* _What this task involves_
The answer must be every line of the records below that contains the word "when", copied out.

* _Supplied entries_
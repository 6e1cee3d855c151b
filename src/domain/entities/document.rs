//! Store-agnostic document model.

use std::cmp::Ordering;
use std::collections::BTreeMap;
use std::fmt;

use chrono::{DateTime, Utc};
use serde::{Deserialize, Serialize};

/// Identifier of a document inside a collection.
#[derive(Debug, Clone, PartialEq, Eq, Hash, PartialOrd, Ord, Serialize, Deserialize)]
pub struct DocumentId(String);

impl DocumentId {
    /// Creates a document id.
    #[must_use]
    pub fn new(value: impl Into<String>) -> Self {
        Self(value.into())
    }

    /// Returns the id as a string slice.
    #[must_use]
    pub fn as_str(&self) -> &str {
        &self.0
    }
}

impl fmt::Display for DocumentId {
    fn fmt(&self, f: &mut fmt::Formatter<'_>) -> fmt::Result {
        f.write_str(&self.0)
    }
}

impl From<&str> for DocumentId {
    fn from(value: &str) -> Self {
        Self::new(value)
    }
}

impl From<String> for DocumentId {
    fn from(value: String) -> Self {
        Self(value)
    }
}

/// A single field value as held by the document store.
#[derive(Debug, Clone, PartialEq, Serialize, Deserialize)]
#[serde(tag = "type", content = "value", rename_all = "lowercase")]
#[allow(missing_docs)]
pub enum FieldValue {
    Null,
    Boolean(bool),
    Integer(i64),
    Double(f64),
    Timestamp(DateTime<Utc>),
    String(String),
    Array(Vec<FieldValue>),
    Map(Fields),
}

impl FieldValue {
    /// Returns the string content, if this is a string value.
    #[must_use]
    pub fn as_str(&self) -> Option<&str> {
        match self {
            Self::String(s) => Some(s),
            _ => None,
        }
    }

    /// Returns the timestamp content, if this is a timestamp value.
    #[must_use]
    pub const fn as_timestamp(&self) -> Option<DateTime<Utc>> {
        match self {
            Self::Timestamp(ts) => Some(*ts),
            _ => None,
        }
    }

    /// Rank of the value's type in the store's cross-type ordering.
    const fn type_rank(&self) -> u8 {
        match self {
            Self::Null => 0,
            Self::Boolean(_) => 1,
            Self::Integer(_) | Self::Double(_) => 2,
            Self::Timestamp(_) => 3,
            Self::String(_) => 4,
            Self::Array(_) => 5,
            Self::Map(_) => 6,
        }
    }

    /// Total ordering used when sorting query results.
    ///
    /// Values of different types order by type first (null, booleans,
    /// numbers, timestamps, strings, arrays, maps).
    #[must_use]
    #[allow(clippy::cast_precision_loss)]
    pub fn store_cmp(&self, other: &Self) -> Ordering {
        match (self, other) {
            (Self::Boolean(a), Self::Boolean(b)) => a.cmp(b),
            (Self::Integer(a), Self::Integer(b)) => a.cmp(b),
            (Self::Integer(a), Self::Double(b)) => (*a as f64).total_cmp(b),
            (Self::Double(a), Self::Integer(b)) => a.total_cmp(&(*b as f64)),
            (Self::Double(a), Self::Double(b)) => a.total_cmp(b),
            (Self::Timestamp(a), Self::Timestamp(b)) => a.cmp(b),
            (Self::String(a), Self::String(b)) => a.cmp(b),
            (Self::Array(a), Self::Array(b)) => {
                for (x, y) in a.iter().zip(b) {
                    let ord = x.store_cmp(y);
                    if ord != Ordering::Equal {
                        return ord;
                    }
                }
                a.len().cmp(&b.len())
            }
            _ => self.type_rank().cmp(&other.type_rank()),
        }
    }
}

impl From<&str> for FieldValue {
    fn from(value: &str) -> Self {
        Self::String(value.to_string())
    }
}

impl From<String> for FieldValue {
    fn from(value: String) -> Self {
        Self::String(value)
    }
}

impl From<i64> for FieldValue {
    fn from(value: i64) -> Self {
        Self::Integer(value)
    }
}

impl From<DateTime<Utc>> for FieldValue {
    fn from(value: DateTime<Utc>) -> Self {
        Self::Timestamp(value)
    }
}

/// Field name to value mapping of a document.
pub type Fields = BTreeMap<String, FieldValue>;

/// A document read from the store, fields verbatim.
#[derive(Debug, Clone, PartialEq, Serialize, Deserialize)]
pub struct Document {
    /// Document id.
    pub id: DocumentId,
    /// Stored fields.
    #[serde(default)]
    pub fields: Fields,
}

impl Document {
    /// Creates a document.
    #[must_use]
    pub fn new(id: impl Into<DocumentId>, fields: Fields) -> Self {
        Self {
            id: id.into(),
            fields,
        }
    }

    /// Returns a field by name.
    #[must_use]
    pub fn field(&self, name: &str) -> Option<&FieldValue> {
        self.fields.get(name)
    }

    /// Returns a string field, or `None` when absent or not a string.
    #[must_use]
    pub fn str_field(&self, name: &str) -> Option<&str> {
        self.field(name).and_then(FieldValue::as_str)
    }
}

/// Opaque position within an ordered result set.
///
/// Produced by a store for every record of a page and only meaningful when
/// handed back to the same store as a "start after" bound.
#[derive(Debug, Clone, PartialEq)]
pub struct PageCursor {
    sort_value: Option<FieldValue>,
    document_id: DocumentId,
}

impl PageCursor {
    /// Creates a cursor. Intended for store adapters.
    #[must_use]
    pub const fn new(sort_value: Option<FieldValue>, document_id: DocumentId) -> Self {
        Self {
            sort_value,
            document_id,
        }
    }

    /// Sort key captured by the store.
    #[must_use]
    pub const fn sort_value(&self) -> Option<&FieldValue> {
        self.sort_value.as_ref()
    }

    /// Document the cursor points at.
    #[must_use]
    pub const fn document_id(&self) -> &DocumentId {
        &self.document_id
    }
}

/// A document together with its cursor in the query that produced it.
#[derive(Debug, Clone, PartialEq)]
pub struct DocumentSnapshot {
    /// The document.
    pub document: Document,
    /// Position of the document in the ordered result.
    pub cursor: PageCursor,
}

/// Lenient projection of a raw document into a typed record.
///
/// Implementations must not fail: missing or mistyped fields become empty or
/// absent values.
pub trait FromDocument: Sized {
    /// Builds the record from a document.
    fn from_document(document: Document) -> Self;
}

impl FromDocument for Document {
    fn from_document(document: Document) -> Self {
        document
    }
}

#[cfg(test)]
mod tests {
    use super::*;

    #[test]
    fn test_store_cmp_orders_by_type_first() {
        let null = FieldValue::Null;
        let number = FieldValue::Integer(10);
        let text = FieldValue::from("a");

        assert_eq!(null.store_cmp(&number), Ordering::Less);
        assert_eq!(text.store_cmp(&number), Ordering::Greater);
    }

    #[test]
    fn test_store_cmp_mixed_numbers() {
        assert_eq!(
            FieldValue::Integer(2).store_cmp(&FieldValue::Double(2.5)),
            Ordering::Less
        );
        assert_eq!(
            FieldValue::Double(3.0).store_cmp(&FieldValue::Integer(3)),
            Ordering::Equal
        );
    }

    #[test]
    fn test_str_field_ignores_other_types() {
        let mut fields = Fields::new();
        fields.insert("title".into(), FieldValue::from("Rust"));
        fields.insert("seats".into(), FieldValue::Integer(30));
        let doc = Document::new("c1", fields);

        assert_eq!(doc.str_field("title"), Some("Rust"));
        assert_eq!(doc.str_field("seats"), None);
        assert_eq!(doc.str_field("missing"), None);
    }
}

* _Exercise response_
    /// Total ordering used when sorting query results.
    /// Returns a string field, or `None` when absent or not a string.
/// Produced by a store for every record of a page and only meaningful when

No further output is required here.